Heeey tout le monde !
Aaaand we’re back ! Ca faisait longtemps. La promotion d’automne de La Demeure du ciel, et de Nos Jours Brûlés est passée; le premier jet du tome 2 de Nos Jours Brûlés, rendu; et la plupart de mes mails traités. J’ai donc profité de ces petits moments d’accalmie pour lire des articles que j’avais dans mon Pocket depuis un moment (j’ai découvert par la même occasion, que certains d’entre vous m’y suivaient ? Lol, désolée de l’avoir découvert en 2021, je suis une mamie sur cette appli’). Au fil de mes lectures passionnantes, plusieurs notions m’ont pas mal questionné par rapport à la pandémie que nous traversons depuis maintenant plus de deux ans. En effet, si j’ai pas mal parler du care sur ce blog, je me rends compte que j’ai peu abordé cette notion – probablement parce que les enjeux collectifs m’intéressent plus.

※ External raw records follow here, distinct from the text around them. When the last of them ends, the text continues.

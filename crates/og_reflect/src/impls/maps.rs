use core::hash::{BuildHasher, Hash};
use std::collections::{BTreeMap, HashMap};

use crate::impls::{GenericTypeInfoCell, GenericTypePathCell, concat};
use crate::info::{MapInfo, TypeInfo, TypePath, Typed};
use crate::ops::{Map, ReflectRef};
use crate::registry::{FromType, GetTypeMeta, TypeMeta, TypeRegistry};
use crate::registry::{TypeTraitDefault, TypeTraitFromReflect};
use crate::{FromReflect, Reflect};

/// A function use for implementing [`FromReflect`] for maps.
fn collect_entries<K: FromReflect, V: FromReflect, C: FromIterator<(K, V)>>(
    reflect: &dyn Reflect,
) -> Option<C> {
    let ReflectRef::Map(map) = reflect.reflect_ref() else {
        return None;
    };
    map.iter()
        .map(|(k, v)| Some((K::from_reflect(k)?, V::from_reflect(v)?)))
        .collect()
}

macro_rules! impl_map_type_path {
    ($path:literal, $name:literal) => {
        fn type_path() -> &'static str {
            static CELL: GenericTypePathCell = GenericTypePathCell::new();
            CELL.get_or_insert::<Self>(|| {
                concat(&[$path, "<", K::type_path(), ", ", V::type_path(), ">"])
            })
        }

        fn type_name() -> &'static str {
            static CELL: GenericTypePathCell = GenericTypePathCell::new();
            CELL.get_or_insert::<Self>(|| {
                concat(&[$name, "<", K::type_name(), ", ", V::type_name(), ">"])
            })
        }
    };
}

// -----------------------------------------------------------------------------
// HashMap

impl<K: TypePath, V: TypePath, S: 'static> TypePath for HashMap<K, V, S> {
    impl_map_type_path!("std::collections::HashMap", "HashMap");
}

impl<K: Typed, V: Typed, S: 'static> Typed for HashMap<K, V, S> {
    fn type_info() -> &'static TypeInfo {
        static CELL: GenericTypeInfoCell = GenericTypeInfoCell::new();
        CELL.get_or_insert::<Self>(|| TypeInfo::Map(MapInfo::new::<Self, K, V>()))
    }
}

impl<K, V, S> Map for HashMap<K, V, S>
where
    K: FromReflect + Eq + Hash,
    V: FromReflect,
    S: BuildHasher + Default + Send + Sync + 'static,
{
    #[inline]
    fn len(&self) -> usize {
        HashMap::len(self)
    }

    fn iter(&self) -> Box<dyn Iterator<Item = (&dyn Reflect, &dyn Reflect)> + '_> {
        Box::new(HashMap::iter(self).map(|(k, v)| (k.as_reflect(), v.as_reflect())))
    }

    fn get(&self, key: &dyn Reflect) -> Option<&dyn Reflect> {
        let key = K::from_reflect(key)?;
        HashMap::get(self, &key).map(Reflect::as_reflect)
    }
}

impl<K, V, S> Reflect for HashMap<K, V, S>
where
    K: FromReflect + Eq + Hash,
    V: FromReflect,
    S: BuildHasher + Default + Send + Sync + 'static,
{
    crate::reflection::impl_reflect_cast_fn!(Map);

    fn reflect_clone(&self) -> Box<dyn Reflect> {
        match Self::from_reflect(self) {
            Some(value) => Box::new(value),
            None => self.to_dynamic(),
        }
    }
}

impl<K, V, S> FromReflect for HashMap<K, V, S>
where
    K: FromReflect + Eq + Hash,
    V: FromReflect,
    S: BuildHasher + Default + Send + Sync + 'static,
{
    fn from_reflect(reflect: &dyn Reflect) -> Option<Self> {
        collect_entries(reflect)
    }
}

impl<K, V, S> GetTypeMeta for HashMap<K, V, S>
where
    K: FromReflect + Eq + Hash + GetTypeMeta,
    V: FromReflect + GetTypeMeta,
    S: BuildHasher + Default + Send + Sync + 'static,
{
    fn get_type_meta() -> TypeMeta {
        let mut meta = TypeMeta::with_capacity::<Self>(2);
        meta.insert_trait::<TypeTraitFromReflect>(FromType::<Self>::from_type());
        meta.insert_trait::<TypeTraitDefault>(FromType::<Self>::from_type());
        meta
    }

    fn register_dependencies(registry: &mut TypeRegistry) {
        registry.register::<K>();
        registry.register::<V>();
    }
}

// -----------------------------------------------------------------------------
// BTreeMap

impl<K: TypePath, V: TypePath> TypePath for BTreeMap<K, V> {
    impl_map_type_path!("std::collections::BTreeMap", "BTreeMap");
}

impl<K: Typed, V: Typed> Typed for BTreeMap<K, V> {
    fn type_info() -> &'static TypeInfo {
        static CELL: GenericTypeInfoCell = GenericTypeInfoCell::new();
        CELL.get_or_insert::<Self>(|| TypeInfo::Map(MapInfo::new::<Self, K, V>()))
    }
}

impl<K: FromReflect + Ord, V: FromReflect> Map for BTreeMap<K, V> {
    #[inline]
    fn len(&self) -> usize {
        BTreeMap::len(self)
    }

    fn iter(&self) -> Box<dyn Iterator<Item = (&dyn Reflect, &dyn Reflect)> + '_> {
        Box::new(BTreeMap::iter(self).map(|(k, v)| (k.as_reflect(), v.as_reflect())))
    }

    fn get(&self, key: &dyn Reflect) -> Option<&dyn Reflect> {
        let key = K::from_reflect(key)?;
        BTreeMap::get(self, &key).map(Reflect::as_reflect)
    }
}

impl<K: FromReflect + Ord, V: FromReflect> Reflect for BTreeMap<K, V> {
    crate::reflection::impl_reflect_cast_fn!(Map);

    fn reflect_clone(&self) -> Box<dyn Reflect> {
        match Self::from_reflect(self) {
            Some(value) => Box::new(value),
            None => self.to_dynamic(),
        }
    }
}

impl<K: FromReflect + Ord, V: FromReflect> FromReflect for BTreeMap<K, V> {
    fn from_reflect(reflect: &dyn Reflect) -> Option<Self> {
        collect_entries(reflect)
    }
}

impl<K, V> GetTypeMeta for BTreeMap<K, V>
where
    K: FromReflect + Ord + GetTypeMeta,
    V: FromReflect + GetTypeMeta,
{
    fn get_type_meta() -> TypeMeta {
        let mut meta = TypeMeta::with_capacity::<Self>(2);
        meta.insert_trait::<TypeTraitFromReflect>(FromType::<Self>::from_type());
        meta.insert_trait::<TypeTraitDefault>(FromType::<Self>::from_type());
        meta
    }

    fn register_dependencies(registry: &mut TypeRegistry) {
        registry.register::<K>();
        registry.register::<V>();
    }
}

// -----------------------------------------------------------------------------
// Tests

#[cfg(test)]
mod tests {
    use std::collections::{BTreeMap, HashMap};

    use crate::info::TypePath;
    use crate::ops::Map;
    use crate::{FromReflect, Reflect};

    #[test]
    fn map_paths() {
        assert_eq!(
            <HashMap<String, u8>>::type_path(),
            "std::collections::HashMap<std::string::String, u8>"
        );
        assert_eq!(<BTreeMap<i32, bool>>::type_name(), "BTreeMap<i32, bool>");
    }

    #[test]
    fn maps_convert_into_each_other() {
        let mut source = HashMap::new();
        source.insert(String::from("x"), 1_i32);
        source.insert(String::from("y"), 2_i32);

        let sorted = BTreeMap::<String, i64>::from_reflect(&source).unwrap();
        let keys: Vec<_> = sorted.keys().map(String::as_str).collect();
        assert_eq!(keys, ["x", "y"]);

        let value = Map::get(&source, &String::from("y")).unwrap();
        assert_eq!(value.downcast_ref::<i32>(), Some(&2));
        assert_eq!(source.reflect_partial_eq(&sorted), Some(true));
    }
}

Avec la pandémie et ses conséquences, les posts et articles sur le self/care sont apparus en nombre, notamment pour analyser les conséquences de l’isolement et des confinements successifs sur différents publics – pour ceux et celles qui ont pu se confiner. On a lu beaucoup de témoignages sur comment le confinement avait permis à certains de “s’arrêter”, de se questionner sur soi et sur ses besoins, dans une course à la productivité imposée par le monde du travail, et plus largement par le capitalisme. Bref, la santé mentale et le self/care est un sujet qui a été énormément investi dans les conversations publiques et sur les réseaux sociaux. Toutefois, l’ampleur mondiale de cette crise sanitaire a laissé, je pense, peu de place aux réflexions critiques sur le self/care, et particulièrement sur sa pratique.
En effet, le discours autour de la santé mentale n’est pas neutre et souffre, lui aussi, de biais propres à l’Occident, dont nous sommes souvent les messagers.
Self/care : du Nord au Sud, parle-t-on le même langage ?
Dans l’article passionnant “Une psychiatrie mondialisée.Comment l’Occident exporte ses troubles mentaux, Ethan Watters traite des effets de la mondialisation sur la codification des symptômes de certaines pathologies dans des pays non-occidentaux :
En ces temps de mondialisation, nous devrions être sensibles aux différences locales et y attacher de la valeur. Et savoir que toutes les cultures n’ont pas la même conception de la psychologie humaine est crucial dans l’approche de la santé et de la maladie mentale.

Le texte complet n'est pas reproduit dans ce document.